I sell Aggie t-shirts by the sea shore and I’ve paid royalties to Texas A&M for every last one of them. None involve Johnny, although I do have one that says, “The Ag 1-2 Punch.” I created this slogan before Johnny ever visited A&M, and now it just so happens that our top running back is No. 1 and we all know what number Johnny is, and together they truly are quite the 1-2 punch. But I don’t think they’ll come after me for it. Sometimes things are fortuitous and it’s already licensed and approved by the University. Lucky me.
The point is, I can’t remember who the last player was to wear No. 2 in Aggieland. I just can’t, but I’m seeing Maroon and White No. 2 jerseys everywhere I go. During my high school years there was a popular song titled, “It’s a Rip-off.” This arrangement sort of is, too. We all know NUMBERS can’t be trademarked in any color, but really, name me another Number 2.
No, Tom Clements doesn’t count. (See Joel Hunt)
And how many folks would lose their shirts (pun intended) if Johnny decided to go with Number 3 next season in honor of transferred teammate Jameill Showers? Ouch. That could hurt some pocketbooks.
From what I’m seeing, the NCAA has the universities and their fans in a bind, but we may have a player here who just made the NCAA even more obsolete. Concessions must be made to the players, or the college fans who pay the bills will continue to get ramrodded sooner than later. It’s already rather ridiculous for college basketball fans in the way players now zoom in and zoom out. Just ask Kentucky how well their new crop of freshmen are faring in Lexington these days.
While guys like me felt a sense of pride seeing their jerseys hanging on racks in stores, today’s player sees dollar signs.
We don’t want to lose Johnny Manziel after this coming season. Isn’t there anything that can be done? Can’t the NCAA allow the schools the power to license their players’ identities (brands) just as they do their own, and then pay the players a percentage? Most royalties are in the 8-percent range of the goods’ invoice prices, so how about a split? Wouldn’t that be fair, NCAA?
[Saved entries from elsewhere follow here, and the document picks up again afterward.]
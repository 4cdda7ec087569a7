// crates/oracle-reporter/src/json.rs
// ============================================================================
// Module: Scorecard JSON
// Description: Wraps a computed scorecard in its versioned JSON envelope.
// Purpose: Give every consumer of a scorecard a stable top-level shape
//          (`scorecard_version`, `generated_at_utc`, `scores`, `metadata`)
//          independent of however many fields `Scorecard` itself grows.
// Dependencies: oracle-core, oracle-scorer, serde, serde_json
// ============================================================================

use oracle_scorer::Scorecard;
use serde::Serialize;
use serde_json::Value;

use crate::error::ReporterError;

/// Stable version tag for the JSON scorecard envelope.
pub const SCORECARD_VERSION: &str = "1.0";

/// The filters a scorecard was computed under, echoed back in its
/// `metadata` block so a reader can tell a filtered scorecard from a full
/// one without re-deriving it from the surrounding command line.
#[derive(Debug, Clone, Default, Serialize)]
pub struct ScorecardMetadata {
    /// `event_id` filter applied, if any.
    #[serde(skip_serializing_if = "Option::is_none")]
    pub event_id_filter: Option<String>,
    /// `horizon_days` filter applied, if any.
    #[serde(skip_serializing_if = "Option::is_none")]
    pub horizon_filter: Option<u32>,
    /// Resolution modes the primary accuracy figures were filtered to.
    pub mode_filter: Vec<String>,
}

/// The versioned JSON envelope every scorecard is reported in.
#[derive(Debug, Clone, Serialize)]
struct ScorecardEnvelope<'a> {
    /// [`SCORECARD_VERSION`].
    scorecard_version: &'static str,
    /// RFC 3339 timestamp the scorecard was generated at.
    generated_at_utc: String,
    /// The scorecard itself.
    scores: &'a Scorecard,
    /// Filters and other non-score context.
    metadata: &'a ScorecardMetadata,
}

/// Serializes `scorecard` into its versioned JSON envelope, as a
/// pretty-printed string.
///
/// # Errors
///
/// Returns [`ReporterError::Timestamp`] if `generated_at_utc` fails to
/// format, or [`ReporterError::Serialize`] if the envelope fails to
/// serialize.
pub fn generate_scorecard_json(
    scorecard: &Scorecard,
    metadata: &ScorecardMetadata,
    generated_at_utc: time::OffsetDateTime,
) -> Result<String, ReporterError> {
    let envelope = ScorecardEnvelope {
        scorecard_version: SCORECARD_VERSION,
        generated_at_utc: oracle_core::format_utc(generated_at_utc)?,
        scores: scorecard,
        metadata,
    };
    Ok(serde_json::to_string_pretty(&envelope)?)
}

/// Serializes `scorecard` into the same envelope as [`generate_scorecard_json`]
/// but as a parsed [`serde_json::Value`], for callers that want to inspect
/// or further transform the document rather than write it as text.
///
/// # Errors
///
/// See [`generate_scorecard_json`].
pub fn scorecard_json_value(
    scorecard: &Scorecard,
    metadata: &ScorecardMetadata,
    generated_at_utc: time::OffsetDateTime,
) -> Result<Value, ReporterError> {
    let text = generate_scorecard_json(scorecard, metadata, generated_at_utc)?;
    Ok(serde_json::from_str(&text)?)
}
What if a poor guy gets in Johnny’s shoes and his family can’t afford to start an entire company the way the Manziels did? What happens when the family’s attorney adds “Agent” to his or her repertoire? It seems there’s a tremendous amount of money for our schools and players being left on the table and some risky business in off-campus handshakes.
Philadelphia? San Diego? Dallas? Really? Thank goodness we’ve got that insurance policy handled. That’s simply a no-brainer. After suffering a broken neck myself without any insurance coverages whatsoever, trust me, they can come in handy. It’s hard to pay the medical bills at 13-percent on all those credit cards it took to get it fused back together. Injuries definitely happen in sports and we must be prepared. Good strategerations right there.
Johnny was wearing gold football cleats in Saturday’s first practice of the spring. We wore gold cleats in high school in our games. Our uniforms and our offense were way ahead of their time, and so is the Rocket Man. His foundation is being built on solid rock and whatever the shoes represent or signify, I can only surmise they’re being worn for a reason other than being the perfect match for his feet. Perhaps a golden parachute?
Yeah, it’s gotta be the shoes. They top off the perfect ensemble.
Good for you, Johnny Football. Keep the groundbreaking going. Your brothers and sisters-in-arms are counting on you. And don’t forget, we’re adding 30,000 more seats just for you here in Aggieland. Gig ‘em!